China has the largest population in the world and the fastest growing economy, when the prospect of traveling to China first entered my head I was fearful, almost put off. Yet in my 30th year I had faced no challenges, and had failed to mark the event in any way. This was to be my marathon, my big party, and an acknowledgement to myself that I had reached womanhood. In fact my 30th birthday was such a flop that had I failed to make a go of China, lost all my luggage, been robbed and come home I doubt I would have come close to how I felt on that fateful day. In fact China on the contrary scarcely proved any of my preconceptions, it was much safer than London, even as a tourist. The scams were much more subtle, the tea house ploy, where 'language students' invited you for (ridiculously) overpriced tea in order to become better acquainted with the cultures and accents of our gracious land, only to present you with a rather large bill. Fortunately this scam was only played out in certain hotspots and aimed at the more masculine of the species, one with a penchant for cute Chinese girls, of which there were many. I did however get accosted fresh from the metro station - looking every bit the tired vulnerable tourist, it was when I was asking a guard for directions - two women with quick tongues became rather interested as to where I was headed and wanted to show me where to go. There friendliness baffled me, as it didn't tally with their hardened faces, it wasn't my prejudice but my natural instincts operating effectively. I declined and pressed on, yet still they followed me up the road maintaining their faux friendly manner, proof that they wanted something from me. That was Beijing, in a large population, there will always be an element of people who will try and make money from deception. Two separate guests at the hostel (both male) became victim of the same tea (or one case coffee) plot during my stay.
China on the whole is extremely safe, especially when it comes to theft, no one likely to mug you, although there was a glut of pick pockets in Xi'an. The culture lends itself more to trickery and entrepreneurialism as a means of income, which is fine by me. Service points are useful on occasion, although have a tendency to be overpriced. Arriving fresh off a sleeper train in Leijiang I encountered a sea of 'entreprenuers' all offering the same service at varying prices and language barriers, which was intimidating. Especially when you're the only 'white face' and there are 60 of them, it's 5am and still pitch black, I’m desperate need of a pee, so I carry on walking, straight past the vultures wanting to make bread and look for a different service. A bus perhaps, but there is no station guard and barely anyone speaks English. I have just been to the loo with my backpack still attached, there is no safe place to leave it and the floor is disgusting, struggling to get my jeans back on I realise half the liquid didn't make it into the hole in the ground.

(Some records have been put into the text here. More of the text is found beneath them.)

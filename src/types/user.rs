//! User account types
//!
//! A user owns a wallet whose balance is a cached aggregate of completed
//! reward transactions; the balance is only mutated by ledger credit
//! operations.

use crate::types::{Record, RecordId};
use chrono::{DateTime, Utc};
use rust_decimal::Decimal;
use serde::{Deserialize, Serialize};

/// Account role
#[derive(Debug, Clone, Copy, PartialEq, Eq, Serialize, Deserialize)]
#[serde(rename_all = "lowercase")]
pub enum Role {
    User,
    Admin,
}

/// A registered account
///
/// `wallet_balance` must always equal the sum of the user's completed
/// reward transaction amounts when recomputed from the ledger; the engine
/// maintains it incrementally inside the settlement critical section.
#[derive(Debug, Clone, PartialEq, Serialize, Deserialize)]
pub struct User {
    /// Store-assigned record identity
    pub id: RecordId,
    /// Unique across all users
    pub email: String,
    /// Salted credential hash; never exposed through profiles
    pub password_hash: String,
    pub name: String,
    pub phone: Option<String>,
    /// Cached aggregate of completed reward amounts, monotonic non-negative
    pub wallet_balance: Decimal,
    pub role: Role,
    pub created_at: DateTime<Utc>,
    pub updated_at: DateTime<Utc>,
}

impl User {
    /// Build an unsaved user with a zero wallet and the `user` role
    ///
    /// Identity and timestamps are placeholders until the store persists
    /// the record.
    pub fn new(email: String, password_hash: String, name: String, phone: Option<String>) -> Self {
        User {
            id: RecordId::nil(),
            email,
            password_hash,
            name,
            phone,
            wallet_balance: Decimal::ZERO,
            role: Role::User,
            created_at: DateTime::UNIX_EPOCH,
            updated_at: DateTime::UNIX_EPOCH,
        }
    }
}

impl Record for User {
    fn id(&self) -> RecordId {
        self.id
    }

    fn assign(&mut self, id: RecordId, now: DateTime<Utc>) {
        self.id = id;
        self.created_at = now;
        self.updated_at = now;
    }

    fn touch(&mut self, now: DateTime<Utc>) {
        self.updated_at = now;
    }
}

/// Registration input
#[derive(Debug, Clone, Serialize, Deserialize)]
pub struct UserInput {
    pub email: String,
    /// Plaintext credential; hashed before the record is stored
    pub password: String,
    pub name: String,
    pub phone: Option<String>,
}

/// Public view of an account, safe to return to clients
///
/// Everything a user record carries except the credential hash.
#[derive(Debug, Clone, PartialEq, Serialize)]
pub struct UserProfile {
    pub id: RecordId,
    pub email: String,
    pub name: String,
    pub phone: Option<String>,
    pub wallet_balance: Decimal,
    pub role: Role,
    pub created_at: DateTime<Utc>,
}

impl From<User> for UserProfile {
    fn from(user: User) -> Self {
        UserProfile {
            id: user.id,
            email: user.email,
            name: user.name,
            phone: user.phone,
            wallet_balance: user.wallet_balance,
            role: user.role,
            created_at: user.created_at,
        }
    }
}

#[cfg(test)]
mod tests {
    use super::*;

    fn sample_user() -> User {
        User::new(
            "eco.user@example.com".to_string(),
            "salt$digest".to_string(),
            "Eco Warrior".to_string(),
            Some("+91 90000 00000".to_string()),
        )
    }

    #[test]
    fn test_new_user_has_zero_wallet_and_user_role() {
        let user = sample_user();

        assert_eq!(user.wallet_balance, Decimal::ZERO);
        assert_eq!(user.role, Role::User);
    }

    #[test]
    fn test_profile_drops_the_credential_hash() {
        let mut user = sample_user();
        user.wallet_balance = Decimal::new(35, 0);

        let profile = UserProfile::from(user.clone());

        assert_eq!(profile.email, user.email);
        assert_eq!(profile.name, user.name);
        assert_eq!(profile.wallet_balance, Decimal::new(35, 0));
        assert_eq!(profile.role, Role::User);
    }
}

Wanting to get out of here I search for the meanest guy who looks like he may have stepped foot out of the province, and ask him the necessary information. Shocked by my attempts to converse, he delivers his response without hesitation. I’m on the bus, and haven't a clue where I’m going, when to get off, what to look for, who to ask. I merely pull open the book and point with a tired smile to anyone that will entertain. Someone tells me to get off, unsure whether it's a ploy to get you into their brother's bakery for buns, I hesitate, a relaxed hesitation mind, I’m waiting to gauge reaction - the bus grinds to a halt and everyone is waiting for me to exit. I’m now wandering the streets asking school children for directions; there English tends to be more advanced than the average adult. They seem bewildered by my presence and offer a finger, mostly aimed in different directions, it appears they do not know, but want to save face. It is a given that Chinese people out of politeness will offer a solution/answer even when they have none to give. So I found myself wandering round aimlessly 'like the great economy rocket of China, not knowing where I was going'. I came upon a hotel, which was open, eventually the hostel I staying at, sent someone to come and collect me, I was about twelve minutes away, not bad considering. The hostel is a Naxi house near the foot of the Himalayas, I want to sleep and shower, but its daytime and it's too cold/early to face showering outside. I don't change. I eat fruit and head off into the mountains, stepping back in time to a small village where I meet Dr Ho, a famous Chinese herbalist and a wonderful man, warm and welcoming, although less enthusiastic to my Japanese companions. I watch the cows being herded down the street, gaze up at the snow-capped mountains and drink baiju with the local men, they stare at us eating rice noodles. I feel privileged to be at this very point in time and wonder how long this place will remain as it is.